I am familiar with the French ramifications of this huge fraud (thousands of profiles created by the same husband and wife team) and this is what I can tell you about it:
- the sources are fake. "Lorraine archives" it says on a lot a profiles. This is a lie. I'm not sayind the people who created the profiles are responsible for this lie (we don't know where their data came from), but someone is. "Lorraine archives" do not exist. Or if they exist, they do not contain this sort of info. This sort of info would be in departmental archives (Moselle, Meuse, Haute-Marne...) or city archives. Somewhere down the line, someone invented these people and stuck an invented archive reference on them. That's a lie.
- The details are not credible. These lines include full details, going up to the 11th century (!!) of complete families with names of all children, even those who died in infancy. It's just impossible to have that level of detail for events this far in the past. We don't even know the exact number of King Charles VIII and Anne de Bretagne's children, and they were the king and queen, just before 1500. We don't know anything of young unmarried children in ordinary families in the 11th, 12th, 13th, 14th and even 15th centuries.
- The details about society and mores are wrong. Several of the French characters, in typical French fashion I guess, are said to be polygamous. This stretches credulity. When performing a marriage, priests were required to check that the contractants were not already married. Even a prior engagement was sufficient to cancel the wedding! Suggesting (as is done in several profiles) that a man had several wives in plain view is plain ignorance of how things were, at the very least. Someone who had done actual research would never have come up with this.
- An example of historical error. Dr Joseph Guillotin (credited with giving his name to the guillotine) was worked in this genealogy,as bigamous husband of "Delia Marin" and his real wife, Elise Saugrain. The biography said Dr Guillotin had taken a second wife when he discovered the first one, Delia, was barren, and attributed 5 children to Guillotin and Saugrain. This is completely false. For the bigamy accusation, see above. Guillotin was a notable. And he never had any children. At all.
- Speaking of "Delia" Marin, the naming patterns are all wrong.
- Speaking of the "Marin" family, we identified the Irish immigrant called Philip Marin (or Morran) who settled in Canada in the 19th century.
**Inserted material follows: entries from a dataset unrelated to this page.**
//! Cart state manager.
//!
//! [`CartManager`] owns the in-memory cart for one shopper. Every mutating
//! call completes in order before returning:
//!
//! 1. apply the change to the [`Cart`]
//! 2. write the whole cart to the [`CartRepository`]
//! 3. hand a fresh [`CartView`] to the [`ViewSink`]
//! 4. emit a [`Notification`], if the operation has one
//!
//! A failed write does not undo the change: the shopper keeps the in-memory
//! cart and is told it was not saved. The failure is also kept until
//! [`CartManager::take_save_error`] collects it, so a host that cannot keep the
//! in-memory cart alive can report the loss.

use chrono::Utc;
use petshop_core::{
    AddOutcome, Cart, CartLine, MAX_LINE_QUANTITY, NewLine, PriceError, ProductId, QuantityChange,
    ShippingQuote,
};
use rust_decimal::Decimal;
use thiserror::Error;
use tracing::{error, info, warn};

use super::notify::{Notification, Notifier};
use super::store::{CartRepository, StoreError};
use super::view::{CartView, ViewSink};

/// Errors returned by cart operations.
#[derive(Debug, Error)]
pub enum CartError {
    /// The product's displayed price could not be parsed.
    #[error("cannot add {name}: {source}")]
    InvalidPrice {
        /// Product display name.
        name: String,
        /// Underlying parse error.
        #[source]
        source: PriceError,
    },
}

/// Owns the cart and keeps storage, view and notifications in step with it.
pub struct CartManager {
    cart: Cart,
    repository: CartRepository,
    sink: Box<dyn ViewSink>,
    notifier: Box<dyn Notifier>,
    save_error: Option<StoreError>,
}

impl CartManager {
    /// Load the stored cart and render it once.
    pub fn load(
        repository: CartRepository,
        view: impl ViewSink + 'static,
        notifier: impl Notifier + 'static,
    ) -> Self {
        let cart = repository.load();
        info!(
            slot = repository.slot(),
            lines = cart.len(),
            items = cart.total_item_count(),
            "Cart loaded"
        );

        let manager = Self {
            cart,
            repository,
            sink: Box::new(view),
            notifier: Box::new(notifier),
            save_error: None,
        };
        manager.refresh();
        manager
    }

    /// Add one unit of a product.
    ///
    /// # Errors
    ///
    /// Returns [`CartError::InvalidPrice`] if the displayed price cannot be
    /// parsed. The cart is left untouched and a danger notification is emitted.
    pub fn add_line(&mut self, product: &NewLine) -> Result<AddOutcome, CartError> {
        let outcome = match self.cart.add(product, Utc::now()) {
            Ok(outcome) => outcome,
            Err(source) => {
                warn!(
                    product_id = %product.id,
                    price = %product.price,
                    error = %source,
                    "Rejected product with invalid price"
                );
                self.notifier.notify(Notification::danger(format!(
                    "{} could not be added: its price is not valid",
                    product.name
                )));
                return Err(CartError::InvalidPrice {
                    name: product.name.clone(),
                    source,
                });
            }
        };

        if outcome == AddOutcome::AtLimit {
            warn!(product_id = %product.id, "Line already at quantity limit");
            self.notifier.notify(Notification::info(format!(
                "{} is limited to {MAX_LINE_QUANTITY} units per order",
                product.name
            )));
            return Ok(outcome);
        }

        info!(product_id = %product.id, ?outcome, "Added to cart");
        self.commit();
        self.notifier
            .notify(Notification::success(format!("{} added to cart!", product.name)));
        Ok(outcome)
    }

    /// Remove a line. Returns whether a line was removed; an unknown id is a
    /// no-op.
    pub fn remove_line(&mut self, id: &ProductId) -> bool {
        let Some(line) = self.cart.remove(id) else {
            return false;
        };

        info!(product_id = %id, quantity = line.quantity, "Removed from cart");
        self.commit();
        self.notifier
            .notify(Notification::info(format!("{} removed from cart", line.name)));
        true
    }

    /// Set a line's quantity. Zero or below removes the line; an unknown id is
    /// a no-op.
    pub fn set_quantity(&mut self, id: &ProductId, quantity: i64) -> QuantityChange {
        let name = self.cart.get(id).map(|line| line.name.clone());
        let change = self.cart.set_quantity(id, quantity);

        match change {
            QuantityChange::Missing | QuantityChange::Unchanged => return change,
            QuantityChange::Removed => {
                info!(product_id = %id, requested = quantity, "Removed from cart");
                self.commit();
                self.notifier.notify(Notification::info(format!(
                    "{} removed from cart",
                    name.unwrap_or_default()
                )));
            }
            QuantityChange::Updated { from, to } => {
                info!(product_id = %id, from, to, "Updated quantity");
                self.commit();
            }
            QuantityChange::Clamped { requested, to } => {
                warn!(product_id = %id, requested, to, "Quantity clamped to limit");
                self.commit();
                self.notifier.notify(Notification::info(format!(
                    "{} is limited to {to} units per order",
                    name.unwrap_or_default()
                )));
            }
        }
        change
    }

    /// Empty the cart.
    pub fn clear(&mut self) {
        let removed = self.cart.clear();
        info!(lines = removed, "Cleared cart");
        self.commit();
        self.notifier.notify(Notification::info("Cart emptied"));
    }

    /// The cart itself.
    #[must_use]
    pub const fn cart(&self) -> &Cart {
        &self.cart
    }

    /// Lines in insertion order.
    #[must_use]
    pub fn lines(&self) -> &[CartLine] {
        self.cart.lines()
    }

    /// Sum of quantities across all lines.
    #[must_use]
    pub fn total_item_count(&self) -> u64 {
        self.cart.total_item_count()
    }

    /// Sum of unit price times quantity.
    #[must_use]
    pub fn subtotal(&self) -> Decimal {
        self.cart.subtotal()
    }

    /// Shipping for the current cart.
    #[must_use]
    pub fn shipping_quote(&self) -> ShippingQuote {
        self.cart.shipping_quote()
    }

    /// Subtotal plus shipping.
    #[must_use]
    pub fn final_total(&self) -> Decimal {
        self.cart.final_total()
    }

    /// Whether the cart has no lines.
    #[must_use]
    pub fn is_empty(&self) -> bool {
        self.cart.is_empty()
    }

    /// The current view model.
    #[must_use]
    pub fn view(&self) -> CartView {
        CartView::render(&self.cart)
    }

    /// Take the error from the most recent write, if it failed.
    ///
    /// Every write replaces the previous outcome, so `None` after a mutation
    /// means that mutation is stored.
    pub fn take_save_error(&mut self) -> Option<StoreError> {
        self.save_error.take()
    }

    fn commit(&mut self) {
        self.save_error = self.repository.save(&self.cart).err();
        if let Some(e) = &self.save_error {
            error!(slot = self.repository.slot(), error = %e, "Failed to save cart");
            self.notifier.notify(Notification::danger(
                "Your cart could not be saved; changes will be lost when you leave",
            ));
        }
        self.refresh();
    }

    fn refresh(&self) {
        self.sink.refresh(&self.view());
    }
}

impl std::fmt::Debug for CartManager {
    fn fmt(&self, f: &mut std::fmt::Formatter<'_>) -> std::fmt::Result {
        f.debug_struct("CartManager")
            .field("cart", &self.cart)
            .field("repository", &self.repository)
            .finish_non_exhaustive()
    }
}
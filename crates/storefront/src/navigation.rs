//! Link to the cart page.
//!
//! The cart page lives at one configured location. Every page links to it
//! directly; nothing probes alternative paths at runtime.

use core::fmt;

use thiserror::Error;
use url::Url;

/// Default cart page path.
pub const DEFAULT_CART_PATH: &str = "/cart";

/// Errors that can occur when validating the configured cart location.
#[derive(Debug, Error, PartialEq, Eq)]
pub enum NavigationError {
    #[error("cart location cannot be empty")]
    Empty,
    #[error("cart location {0:?} must be an absolute path or an http(s) URL")]
    NotAbsolute(String),
}

/// Validated location of the cart page.
#[derive(Debug, Clone, PartialEq, Eq)]
pub struct CartLink(String);

impl CartLink {
    /// Validate a configured cart location.
    ///
    /// Accepts an absolute path (`/cart`) or an absolute `http`/`https` URL.
    /// Protocol-relative paths (`//host/cart`) are rejected.
    ///
    /// # Errors
    ///
    /// Returns an error if the location is empty or not absolute.
    pub fn parse(location: &str) -> Result<Self, NavigationError> {
        let location = location.trim();
        if location.is_empty() {
            return Err(NavigationError::Empty);
        }

        if location.starts_with('/') && !location.starts_with("//") {
            return Ok(Self(location.to_owned()));
        }

        match Url::parse(location) {
            Ok(url) if matches!(url.scheme(), "http" | "https") => Ok(Self(url.to_string())),
            _ => Err(NavigationError::NotAbsolute(location.to_owned())),
        }
    }

    /// The link target.
    #[must_use]
    pub fn href(&self) -> &str {
        &self.0
    }
}

impl Default for CartLink {
    fn default() -> Self {
        Self(DEFAULT_CART_PATH.to_owned())
    }
}

impl fmt::Display for CartLink {
    fn fmt(&self, f: &mut fmt::Formatter<'_>) -> fmt::Result {
        f.write_str(&self.0)
    }
}

/// Return a local redirect target, or `fallback` if `candidate` is missing or
/// could leave the site.
#[must_use]
pub fn local_path_or<'a>(candidate: Option<&'a str>, fallback: &'a str) -> &'a str {
    candidate
        .map(str::trim)
        .filter(|path| path.starts_with('/') && !path.starts_with("//") && !path.contains('\\'))
        .unwrap_or(fallback)
}

#[cfg(test)]
mod tests {
    use super::*;

    #[test]
    fn test_parse_absolute_path() {
        assert_eq!(CartLink::parse("/cart").map(|l| l.href().to_owned()), Ok("/cart".to_owned()));
        assert_eq!(
            CartLink::parse(" /shop/cart ").map(|l| l.href().to_owned()),
            Ok("/shop/cart".to_owned())
        );
    }

    #[test]
    fn test_parse_http_url() {
        let link = CartLink::parse("https://shop.example.com/cart");
        assert_eq!(
            link.map(|l| l.href().to_owned()),
            Ok("https://shop.example.com/cart".to_owned())
        );
    }

    #[test]
    fn test_parse_rejects_relative_and_foreign() {
        assert_eq!(CartLink::parse(""), Err(NavigationError::Empty));
        assert!(matches!(
            CartLink::parse("nav/carrito.html"),
            Err(NavigationError::NotAbsolute(_))
        ));
        assert!(matches!(
            CartLink::parse("../../nav/carrito.html"),
            Err(NavigationError::NotAbsolute(_))
        ));
        assert!(matches!(
            CartLink::parse("//evil.example.com/cart"),
            Err(NavigationError::NotAbsolute(_))
        ));
        assert!(matches!(
            CartLink::parse("javascript:alert(1)"),
            Err(NavigationError::NotAbsolute(_))
        ));
    }

    #[test]
    fn test_default_is_cart() {
        assert_eq!(CartLink::default().href(), DEFAULT_CART_PATH);
    }

    #[test]
    fn test_local_path_or() {
        assert_eq!(local_path_or(Some("/products"), "/"), "/products");
        assert_eq!(local_path_or(Some("https://evil.example.com"), "/"), "/");
        assert_eq!(local_path_or(Some("//evil.example.com"), "/"), "/");
        assert_eq!(local_path_or(Some("/\\evil.example.com"), "/"), "/");
        assert_eq!(local_path_or(None, "/cart"), "/cart");
    }
}
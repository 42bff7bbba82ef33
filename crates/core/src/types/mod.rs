//! Core types for PetShop.
//!
//! This module provides type-safe wrappers for the cart domain.

pub mod cart;
pub mod id;
pub mod price;
pub mod shipping;

pub use cart::{AddOutcome, Cart, CartLine, MAX_LINE_QUANTITY, NewLine, QuantityChange};
pub use id::{ProductId, ProductIdError};
pub use price::{CurrencyCode, MAX_UNIT_PRICE, Price, PriceError, PriceTag, SHOP_CURRENCY};
pub use shipping::{FLAT_SHIPPING_FEE, FREE_SHIPPING_THRESHOLD, ShippingQuote};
He was real enough but his parents were totally wrong. We found the names of the real parents (it was not that difficult). The wrong parents were a couple from Flanders who lived 60 years too early to be his parents, but do appear in select marriages collections, because their marriage happened to be indexed.
As Helen points out, there is the problem of known paintings attached to completely different individuals. One of the most egregious polygamists has a portrait which is really the portrait of Alfred de Musset, the poet. One of the British girls has a portrait which really represents Louise of France, daughter of Louis XV, by Nattier.
And it goes on and on. If you believe these profiles deserve to be investigated and each fact carefully checked to establish the truth, please do. All we ask in the mean time, is that the profiles stay disconnected and the warning signs stay on them. There are litterally thousands of them. We did identify a few individuals that really existed (only not in the same place and century as the profile data indicated) and we retrieved and fixed them.
Then there are the fabricated individuals who were grafted to real families, as Helen explains above. Believe me. This set of profiles has given us A LOT of work. We really felt we needed to indentify them - and quickly - and that was for the sake of WikiTree's credibility.